NON PROGRESSIVA (NP) – spermatozoi che si muovono senza progressione, movimento in situ.
ASSENTE (IM) – spermatozoi immobili.
Una motilità normale è definita da una percentuale di spermatozoi con motilità progressiva (PR) superiore al 32%. Per valori inferiori si parla di astenozoospermia.
ALTRE OSSERVAZIONI DA ESEGUIRE:
ZONE DI AGGLUTINAZIONE
Si definiscono agglutinazioni specifiche quelle in cui gli spermatozoi mobili aderiscono tra di loro, testa-testa, coda-coda o in forma mista.
La presenza di agglutinazioni non è sufficiente per dedurre una causa immunologica di infertilità, ma è suggestiva della presenza di anticorpi antispermatozoo.

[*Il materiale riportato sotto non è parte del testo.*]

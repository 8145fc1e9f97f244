use serde::{Deserialize, Serialize};

use super::types::{EntityKey, StoredEntity, UserId};

/// Events raised by [`StorageLedger`](super::StorageLedger)
#[derive(Debug, Clone, PartialEq, Eq, Serialize, Deserialize)]
#[serde(tag = "type", rename_all = "snake_case")]
pub enum LedgerEvent {
    Initialized {
        user_id: UserId,
        allocated_bytes: i64,
    },
    EntityStored {
        key: EntityKey,
        entity: StoredEntity,
        /// Ledger usage after this entry replaced the previous one
        used_bytes: i64,
    },
}

impl LedgerEvent {
    pub fn event_type(&self) -> &'static str {
        match self {
            LedgerEvent::Initialized { .. } => "initialized",
            LedgerEvent::EntityStored { .. } => "entity_stored",
        }
    }
}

Il test utilizzato è il MAR test o Immunobead che risulta patologico quando più del 50% degli spermatozoi presenta particelle adese alla testa, al collo, o alla coda.
VITALITA'
La vitalità degli spermatozoi è definita dalla percentuale di cellule vive, valutata in laboratorio con un colorazione specifica. La percentuale di spermatozoi vitali viene valutata identificando quelli con membrana cellulare intatta, e cioè si valuta la loro capacità di non accettare sostanze dall'esterno. La valutazione va effettuata preferibilmente entro 30 minuti. La sostanza usata è l'eosina che va mescolata con uguale volume di liquido seminale; si distinguono le forme vive da quelle morte , osservando, in un campo, quanti spermatozoi risultano colorati di rosso ( spermatozoi morti) e quanti di bianco ( spermatozoi vivi).

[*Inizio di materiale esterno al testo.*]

use thiserror::Error;

#[derive(Error, Debug)]
pub enum QuotaError {
    #[error("Storage quota exceeded for {user_id}: {required_bytes} bytes required, {available_bytes} available")]
    QuotaExceeded {
        user_id: String,
        available_bytes: i64,
        required_bytes: i64,
    },

    #[error("Concurrency conflict on ledger {user_id}: expected version {expected_version}")]
    ConcurrencyConflict {
        user_id: String,
        expected_version: u64,
    },

    #[error("Gave up on ledger {user_id} after {attempts} conflicting attempts")]
    RetriesExhausted { user_id: String, attempts: u32 },

    #[error("Projection invariant violated: {0}")]
    ProjectionInvariantViolation(String),

    #[error("Invalid ledger initialization: {0}")]
    InvalidInitialization(String),

    #[error("Ledger not initialized: {0}")]
    LedgerNotInitialized(String),

    #[error("Invalid entity size: {0}")]
    InvalidSize(i64),

    #[error("Operation cancelled")]
    Cancelled,

    #[error("IO error: {0}")]
    Io(#[from] std::io::Error),

    #[error("Configuration error: {0}")]
    Config(String),

    #[error("Database error: {0}")]
    Database(#[from] sqlx::Error),

    #[error("JSON error: {0}")]
    Json(#[from] serde_json::Error),
}

impl QuotaError {
    /// Whether the whole check-mutate-commit sequence may be retried
    /// against a freshly loaded ledger.
    pub fn is_retryable(&self) -> bool {
        matches!(self, QuotaError::ConcurrencyConflict { .. })
    }
}

impl From<config::ConfigError> for QuotaError {
    fn from(err: config::ConfigError) -> Self {
        QuotaError::Config(err.to_string())
    }
}

pub type Result<T> = std::result::Result<T, QuotaError>;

Le linee guida del WHO ritengono opportuno effettuare la valutazione della vitalità per campioni con meno del 40% di motilità progressiva. La presenza di un'ampia percentuale di spermatozoi vitali ma immobili può essere indicativa di alterazioni strutturali del flagello.
Bibliografia
World Healt Organization (2010) WHO Laboratory Manual for the Examination and processing of human semen. FIFTH EDITION. Cambridge University Press, Cambridge.